Kenny Elders

Personal information
- Date of birth: 1 February 1995 (age 31)
- Place of birth: Boxmeer, Netherlands
- Height: 1.75 m (5 ft 9 in)
- Position: Left back

Youth career
- 0000–2005: Vitesse '08
- 2005–2009: NEC
- 2009–2014: NEC/FC Oss

Senior career*
- Years: Team / Apps / (Gls)
- 2014–2015: NEC / 0 / (0)
- 2015–2017: Achilles '29 / 37 / (0)
- 2017–2018: Lienden / 46 / (0)
- 2020–2021: DUNO / 7 / (0)

= Kenny Elders =

Dutch footballer (born 1995)

Kenny Elders (born 1 February 1995) is a Dutch retired football player.

==Club career==
He came through the NEC youth set-up before joining Achilles '29 and made his professional debut in the Eerste Divisie for Achilles '29 on 7 August 2015 in a game against Jong Ajax.
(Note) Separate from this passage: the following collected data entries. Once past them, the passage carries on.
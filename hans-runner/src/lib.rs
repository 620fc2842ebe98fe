//! Hans Runner
//!
//! Drives hardware-in-the-loop test runs on a single attached board.
//!
//! Architecture:
//! - Configuration: YAML settings file with environment overrides
//! - Command: external process execution with streamed output
//! - Lock: board ownership through an on-disk marker file
//! - Workspace: per-commit directories for clone, merge and build
//! - Pipeline: the coordinator that sequences one run end to end
//! - Services: commit statuses and result notifications
//! - Scheduler: detached launch of accepted requests
//!
//! Runs are serialized on the board lock. Every run publishes exactly one
//! terminal commit status and leaves neither its workspace nor the lock
//! behind.

pub mod command;
pub mod config;
pub mod error;
pub mod lock;
pub mod pipeline;
pub mod scheduler;
pub mod service;
pub mod workspace;

#[cfg(any(test, feature = "test-util"))]
pub mod testing;

pub use command::{CommandRunner, ExternalCommand, ProcessRunner};
pub use config::Config;
pub use lock::BoardLock;
pub use pipeline::{Coordinator, PipelineOutcome};
pub use scheduler::PipelineLauncher;
//! Pipeline request types

use serde::{Deserialize, Serialize};
use uuid::Uuid;

/// Everything needed to run one pipeline for one commit
///
/// Built by the event dispatcher from a single webhook delivery and
/// consumed by exactly one coordinator run. Never mutated afterwards.
#[derive(Debug, Clone, PartialEq, Eq, Serialize, Deserialize)]
pub struct PipelineRequest {
    /// Run identifier, used in logs and in the board lock marker
    pub id: Uuid,
    pub sha: String,
    pub branch: String,
    /// Repository web URL; `.git` is appended when cloning
    pub clone_url: String,
    /// `owner/name` of the repository receiving the commit status
    pub repo_full_name: String,
    /// Upstream branch merged on top before building (pull requests only)
    pub merge_target: Option<MergeTarget>,
    pub contributor: Contributor,
}

impl PipelineRequest {
    /// Creates a request with a fresh run id and no merge target
    pub fn new(
        sha: impl Into<String>,
        branch: impl Into<String>,
        clone_url: impl Into<String>,
        repo_full_name: impl Into<String>,
        contributor: Contributor,
    ) -> Self {
        Self {
            id: Uuid::new_v4(),
            sha: sha.into(),
            branch: branch.into(),
            clone_url: clone_url.into(),
            repo_full_name: repo_full_name.into(),
            merge_target: None,
            contributor,
        }
    }

    pub fn with_merge_target(mut self, target: MergeTarget) -> Self {
        self.merge_target = Some(target);
        self
    }

    /// Whether this request came from a pull request
    pub fn is_pull_request(&self) -> bool {
        self.merge_target.is_some()
    }
}

/// Base repository and branch a pull request is merged into
#[derive(Debug, Clone, PartialEq, Eq, Serialize, Deserialize)]
pub struct MergeTarget {
    pub repo_url: String,
    pub branch: String,
}

/// The person whose change is being tested
#[derive(Debug, Clone, PartialEq, Eq, Serialize, Deserialize)]
pub struct Contributor {
    pub name: String,
    pub email: Option<String>,
}

impl Contributor {
    pub fn new(name: impl Into<String>, email: Option<String>) -> Self {
        Self {
            name: name.into(),
            email,
        }
    }
}
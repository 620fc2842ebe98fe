//! Error types for the status client

use thiserror::Error;

/// Result type alias for client operations
pub type Result<T> = std::result::Result<T, ClientError>;

/// Errors that can occur when talking to the commit status API
#[derive(Debug, Error)]
pub enum ClientError {
    /// HTTP request failed
    #[error("HTTP request failed: {0}")]
    RequestFailed(#[from] reqwest::Error),

    /// API returned an error status code
    #[error("API error (status {status}): {message}")]
    ApiError {
        /// HTTP status code
        status: u16,
        /// Error message from the API
        message: String,
    },

    /// Failed to parse response
    #[error("Failed to parse response: {0}")]
    ParseError(String),
}

impl ClientError {
    /// Create an API error from status code and message
    pub fn api_error(status: u16, message: impl Into<String>) -> Self {
        Self::ApiError {
            status,
            message: message.into(),
        }
    }

    /// Check if the token was rejected
    pub fn is_unauthorized(&self) -> bool {
        matches!(self, Self::ApiError { status: 401, .. })
    }
}
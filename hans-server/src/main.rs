//! Hans Server
//!
//! Receives repository webhooks and queues hardware-in-the-loop test runs
//! on the attached board.
//!
//! Architecture:
//! - API: axum routes for the webhook endpoint and liveness checks
//! - Service: event classification and dispatch to the runner
//!
//! Runs execute in detached tasks; the webhook caller only ever sees an
//! acknowledgment string.

pub mod api;
pub mod service;

use anyhow::{Context, Result};
use clap::Parser;
use hans_runner::{Config, PipelineLauncher};
use std::path::PathBuf;
use std::sync::Arc;
use tracing_subscriber::{layer::SubscriberExt, util::SubscriberInitExt};

use crate::service::EventDispatcher;

#[derive(Parser)]
#[command(name = "hans-server")]
#[command(about = "Hardware-in-the-loop CI webhook server", long_about = None)]
struct Cli {
    /// Path to the YAML settings file
    #[arg(long, env = "HANS_CONFIG", default_value = hans_runner::config::DEFAULT_CONFIG_PATH)]
    config: PathBuf,

    /// Address to listen on
    #[arg(long, env = "HANS_BIND_ADDR", default_value = "0.0.0.0:4567")]
    bind: String,
}

#[tokio::main]
async fn main() -> Result<()> {
    // Initialize tracing
    tracing_subscriber::registry()
        .with(
            tracing_subscriber::EnvFilter::try_from_default_env()
                .unwrap_or_else(|_| "hans_server=info,hans_runner=info,tower_http=debug".into()),
        )
        .with(tracing_subscriber::fmt::layer())
        .init();

    let cli = Cli::parse();

    tracing::info!("Starting Hans Server...");

    let config = Config::load(&cli.config)
        .with_context(|| format!("Failed to load configuration from {}", cli.config.display()))?;

    tracing::info!(
        "Testing on {} as {}, lock marker {}",
        config.board_name,
        config.hostname,
        config.lock_path.display()
    );

    let launcher = PipelineLauncher::from_config(config)?;
    let dispatcher = Arc::new(EventDispatcher::new(launcher));

    // Build router with all endpoints
    let app = api::create_router(dispatcher);

    tracing::info!("Listening on {}", cli.bind);

    let listener = tokio::net::TcpListener::bind(&cli.bind)
        .await
        .with_context(|| format!("Failed to bind to {}", cli.bind))?;

    axum::serve(listener, app)
        .await
        .context("Failed to start server")?;

    Ok(())
}
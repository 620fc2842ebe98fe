//! Commit status service

use async_trait::async_trait;
use hans_client::StatusClient;
use hans_core::domain::status::StatusReport;
use std::time::Duration;
use tracing::info;

use crate::config::Config;

/// Publishes commit statuses
#[async_trait]
pub trait StatusService: Send + Sync {
    /// Sets the status of `report.sha` in `report.repo_full_name`
    async fn report(&self, report: &StatusReport) -> anyhow::Result<()>;
}

/// [`StatusService`] backed by the GitHub statuses API
pub struct GitHubStatusService {
    client: StatusClient,
    target_url: String,
    context: String,
}

impl GitHubStatusService {
    pub fn new(client: StatusClient, target_url: String, context: String) -> Self {
        Self {
            client,
            target_url,
            context,
        }
    }

    pub fn from_config(config: &Config) -> anyhow::Result<Self> {
        let http_client = reqwest::Client::builder()
            .timeout(Duration::from_secs(30))
            .build()?;
        let client = StatusClient::with_client(
            config.github_api_url.clone(),
            config.github_token.clone(),
            http_client,
        );

        Ok(Self::new(
            client,
            config.target_url(),
            config.status_context.clone(),
        ))
    }
}

#[async_trait]
impl StatusService for GitHubStatusService {
    async fn report(&self, report: &StatusReport) -> anyhow::Result<()> {
        info!(
            "Setting commit status on repo: {} sha: {} to: {} description: {}",
            report.repo_full_name, report.sha, report.state, report.description
        );

        let status = match self
            .client
            .create_status(report, &self.target_url, &self.context)
            .await
        {
            Ok(status) => status,
            Err(e) if e.is_unauthorized() => {
                anyhow::bail!("GitHub rejected the access token, check github.token: {}", e)
            }
            Err(e) => return Err(e.into()),
        };

        info!("Commit status {} created", status.id);
        Ok(())
    }
}
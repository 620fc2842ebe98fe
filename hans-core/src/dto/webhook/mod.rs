//! Webhook payload DTOs
//!
//! Covers the `push` and `pull_request` deliveries. Both convert into a
//! [`PipelineRequest`] when the event qualifies for a hardware test.

use serde::Deserialize;

use crate::domain::pipeline::{Contributor, MergeTarget, PipelineRequest};

/// Repository object embedded in most payloads
#[derive(Debug, Clone, Deserialize)]
pub struct Repository {
    pub full_name: String,
    pub html_url: String,
}

/// Account that triggered a delivery
#[derive(Debug, Clone, Deserialize)]
pub struct Sender {
    pub login: String,
}

// =============================================================================
// Push
// =============================================================================

/// `push` event payload
#[derive(Debug, Clone, Deserialize)]
pub struct PushEvent {
    #[serde(rename = "ref")]
    pub git_ref: String,
    /// Null when the push deleted the branch
    pub head_commit: Option<HeadCommit>,
    pub repository: Repository,
    pub pusher: Pusher,
}

#[derive(Debug, Clone, Deserialize)]
pub struct HeadCommit {
    pub id: String,
}

#[derive(Debug, Clone, Deserialize)]
pub struct Pusher {
    pub name: String,
    pub email: Option<String>,
}

impl PushEvent {
    /// Builds a pipeline request, or `None` when there is no head commit
    pub fn into_request(self) -> Option<PipelineRequest> {
        let head_commit = self.head_commit?;
        let branch = branch_from_ref(&self.git_ref).to_string();

        Some(PipelineRequest::new(
            head_commit.id,
            branch,
            self.repository.html_url,
            self.repository.full_name,
            Contributor::new(self.pusher.name, self.pusher.email),
        ))
    }
}

/// Bare branch name from a ref: the last `/`-separated segment
///
/// `refs/heads/feature/x` yields `x`.
pub fn branch_from_ref(git_ref: &str) -> &str {
    git_ref.rsplit('/').next().unwrap_or(git_ref)
}

// =============================================================================
// Pull request
// =============================================================================

/// `pull_request` event payload
#[derive(Debug, Clone, Deserialize)]
pub struct PullRequestEvent {
    pub action: String,
    pub number: u64,
    pub pull_request: PullRequest,
    pub sender: Sender,
}

#[derive(Debug, Clone, Deserialize)]
pub struct PullRequest {
    pub state: Option<String>,
    pub head: PullRequestRef,
    pub base: PullRequestRef,
}

/// One side (head or base) of a pull request
#[derive(Debug, Clone, Deserialize)]
pub struct PullRequestRef {
    #[serde(rename = "ref")]
    pub git_ref: String,
    pub sha: String,
    pub repo: Repository,
}

impl PullRequestEvent {
    /// Whether this action should trigger a hardware test
    pub fn is_testable(&self) -> bool {
        matches!(self.action.as_str(), "opened" | "reopened")
    }

    /// Builds a pipeline request for opened/reopened pull requests
    ///
    /// The head branch is tested after merging the base branch into it.
    /// `contributor_email` is used because pull request payloads carry no
    /// address for the sender.
    pub fn into_request(self, contributor_email: Option<String>) -> Option<PipelineRequest> {
        if !self.is_testable() {
            return None;
        }

        let PullRequest { head, base, .. } = self.pull_request;

        Some(
            PipelineRequest::new(
                head.sha,
                head.git_ref,
                head.repo.html_url,
                base.repo.full_name,
                Contributor::new(self.sender.login, contributor_email),
            )
            .with_merge_target(MergeTarget {
                repo_url: base.repo.html_url,
                branch: base.git_ref,
            }),
        )
    }
}
//! Notification types

use serde::{Deserialize, Serialize};

/// Result notification sent to the contributor after a run
#[derive(Debug, Clone, Serialize, Deserialize)]
pub struct Notification {
    pub contributor: String,
    pub contributor_email: String,
    /// Address the message is sent from
    pub sender: String,
    pub detail: String,
    pub success: bool,
    pub branch: String,
    pub repo_full_name: String,
    pub sha: String,
    pub results_link: String,
    pub finished_at: chrono::DateTime<chrono::Utc>,
}

impl Notification {
    /// Subject line, e.g. `Success: On-hardware test for main on org/repo (abc123)`
    pub fn subject(&self) -> String {
        let tag = if self.success { "Success" } else { "Fail" };
        format!(
            "{}: On-hardware test for {} on {} ({})",
            tag, self.branch, self.repo_full_name, self.sha
        )
    }
}
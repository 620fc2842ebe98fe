//! External command runner
//!
//! Every git, make and hardware-test invocation goes through a
//! [`CommandRunner`]. Output is forwarded line by line to the log; the
//! exit status is the only thing the pipeline looks at.

use async_trait::async_trait;
use std::fmt;
use std::path::{Path, PathBuf};
use std::process::Stdio;
use thiserror::Error;
use tokio::io::{AsyncBufReadExt, AsyncRead, BufReader};
use tracing::{debug, info, warn};

use crate::error::StageError;

/// Log target used for forwarded command output
pub const OUTPUT_TARGET: &str = "hans_runner::command";

/// A program invocation, run without a shell
#[derive(Debug, Clone, PartialEq, Eq)]
pub struct ExternalCommand {
    pub program: String,
    pub args: Vec<String>,
    /// Extra environment variables on top of the inherited environment
    pub env: Vec<(String, String)>,
    /// Working directory; the service's own when `None`
    pub cwd: Option<PathBuf>,
}

impl ExternalCommand {
    pub fn new(program: impl Into<String>) -> Self {
        Self {
            program: program.into(),
            args: Vec::new(),
            env: Vec::new(),
            cwd: None,
        }
    }

    /// Builds a command from an argv-style list; `None` when empty
    pub fn from_argv(argv: &[String]) -> Option<Self> {
        let (program, args) = argv.split_first()?;
        Some(Self::new(program.clone()).args(args.iter().cloned()))
    }

    pub fn arg(mut self, arg: impl Into<String>) -> Self {
        self.args.push(arg.into());
        self
    }

    pub fn args<I, S>(mut self, args: I) -> Self
    where
        I: IntoIterator<Item = S>,
        S: Into<String>,
    {
        self.args.extend(args.into_iter().map(Into::into));
        self
    }

    pub fn env(mut self, key: impl Into<String>, value: impl Into<String>) -> Self {
        self.env.push((key.into(), value.into()));
        self
    }

    pub fn current_dir(mut self, dir: impl AsRef<Path>) -> Self {
        self.cwd = Some(dir.as_ref().to_path_buf());
        self
    }
}

impl fmt::Display for ExternalCommand {
    fn fmt(&self, f: &mut fmt::Formatter<'_>) -> fmt::Result {
        for (key, value) in &self.env {
            write!(f, "{}=\"{}\" ", key, value)?;
        }
        f.write_str(&self.program)?;
        for arg in &self.args {
            write!(f, " {}", arg)?;
        }
        Ok(())
    }
}

/// Exit status of a finished command
#[derive(Debug, Clone, Copy, PartialEq, Eq)]
pub struct ExitOutcome {
    /// Exit code, `None` when killed by a signal
    pub code: Option<i32>,
}

impl ExitOutcome {
    pub fn from_code(code: i32) -> Self {
        Self { code: Some(code) }
    }

    pub fn success(&self) -> bool {
        self.code == Some(0)
    }
}

/// Errors starting or waiting on a command
#[derive(Debug, Error)]
pub enum CommandError {
    #[error("failed to start `{command}`: {source}")]
    Spawn {
        command: String,
        #[source]
        source: std::io::Error,
    },

    #[error("failed to wait for `{command}`: {source}")]
    Wait {
        command: String,
        #[source]
        source: std::io::Error,
    },
}

/// Executes external commands
#[async_trait]
pub trait CommandRunner: Send + Sync {
    /// Runs a command to completion, streaming its output to the log
    async fn status(&self, command: &ExternalCommand) -> Result<ExitOutcome, CommandError>;
}

/// Runs a stage command; any non-zero exit aborts the stage
///
/// `failure_description` is the text published in the failure status.
pub async fn run_stage(
    runner: &dyn CommandRunner,
    command: &ExternalCommand,
    failure_description: &str,
) -> Result<(), StageError> {
    let outcome = runner
        .status(command)
        .await
        .map_err(|source| StageError::CommandUnavailable {
            description: failure_description.to_string(),
            source,
        })?;

    if !outcome.success() {
        warn!("The command {} failed with {:?}", command, outcome.code);
        return Err(StageError::CommandFailed {
            description: failure_description.to_string(),
            command: command.to_string(),
            code: outcome.code,
        });
    }

    Ok(())
}

/// [`CommandRunner`] backed by real child processes
#[derive(Debug, Clone, Default)]
pub struct ProcessRunner;

impl ProcessRunner {
    pub fn new() -> Self {
        Self
    }
}

#[async_trait]
impl CommandRunner for ProcessRunner {
    async fn status(&self, command: &ExternalCommand) -> Result<ExitOutcome, CommandError> {
        debug!("Running: {}", command);

        let mut process = tokio::process::Command::new(&command.program);
        process
            .args(&command.args)
            .envs(command.env.iter().map(|(k, v)| (k.as_str(), v.as_str())))
            .stdin(Stdio::null())
            .stdout(Stdio::piped())
            .stderr(Stdio::piped());

        if let Some(cwd) = &command.cwd {
            process.current_dir(cwd);
        }

        let mut child = process.spawn().map_err(|source| CommandError::Spawn {
            command: command.to_string(),
            source,
        })?;

        let (_, _, status) = tokio::join!(
            forward_output(child.stdout.take()),
            forward_output(child.stderr.take()),
            child.wait(),
        );

        let status = status.map_err(|source| CommandError::Wait {
            command: command.to_string(),
            source,
        })?;

        debug!("{} exited with {:?}", command, status.code());
        Ok(ExitOutcome {
            code: status.code(),
        })
    }
}

async fn forward_output<R: AsyncRead + Unpin>(reader: Option<R>) {
    let Some(reader) = reader else {
        return;
    };

    let mut lines = BufReader::new(reader).lines();
    loop {
        match lines.next_line().await {
            Ok(Some(line)) => info!(target: OUTPUT_TARGET, "OUT> {}", line),
            Ok(None) => break,
            Err(e) => {
                warn!(target: OUTPUT_TARGET, "Failed to read command output: {}", e);
                break;
            }
        }
    }
}
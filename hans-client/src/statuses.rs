//! Commit status endpoint

use crate::StatusClient;
use crate::error::Result;
use hans_core::domain::status::{CommitState, StatusReport};
use serde::{Deserialize, Serialize};

/// Longest description the status API accepts
pub const MAX_DESCRIPTION_LEN: usize = 140;

/// Request body for `POST /repos/{owner}/{repo}/statuses/{sha}`
#[derive(Debug, Clone, PartialEq, Eq, Serialize)]
pub struct CreateStatus {
    pub state: CommitState,
    pub target_url: String,
    pub description: String,
    pub context: String,
}

impl CreateStatus {
    /// Builds the request body, truncating the description to the API limit
    pub fn from_report(report: &StatusReport, target_url: &str, context: &str) -> Self {
        Self {
            state: report.state,
            target_url: target_url.to_string(),
            description: truncate(&report.description, MAX_DESCRIPTION_LEN),
            context: context.to_string(),
        }
    }
}

/// Status object returned by the API
#[derive(Debug, Clone, Deserialize)]
pub struct CommitStatus {
    pub id: u64,
    pub state: CommitState,
    pub description: Option<String>,
    pub context: Option<String>,
}

impl StatusClient {
    // =============================================================================
    // Commit Statuses
    // =============================================================================

    /// Set the status of a commit
    ///
    /// # Arguments
    /// * `report` - Repository, commit, state and description
    /// * `target_url` - Link shown next to the status
    /// * `context` - Label distinguishing this CI from others on the same commit
    ///
    /// # Returns
    /// The status object created by the API
    pub async fn create_status(
        &self,
        report: &StatusReport,
        target_url: &str,
        context: &str,
    ) -> Result<CommitStatus> {
        let url = format!(
            "{}/repos/{}/statuses/{}",
            self.api_url, report.repo_full_name, report.sha
        );
        let body = CreateStatus::from_report(report, target_url, context);

        tracing::debug!(
            "Setting commit status on repo: {} sha: {} to: {}",
            report.repo_full_name,
            report.sha,
            report.state
        );

        let response = self
            .client
            .post(&url)
            .bearer_auth(&self.token)
            .header(reqwest::header::USER_AGENT, crate::USER_AGENT)
            .header(reqwest::header::ACCEPT, "application/vnd.github+json")
            .json(&body)
            .send()
            .await?;

        self.handle_response(response).await
    }
}

fn truncate(text: &str, max_chars: usize) -> String {
    text.chars().take(max_chars).collect()
}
After the club was relegated to the Tweede Divisie in 2017, Elders left them for FC Lienden. He left Lienden again at the end of 2018.

At the end of 2019 it was confirmed, that Eldars would join VV DUNO from 2020, but he retired after a year and started his own personal training facility in Nijmegen.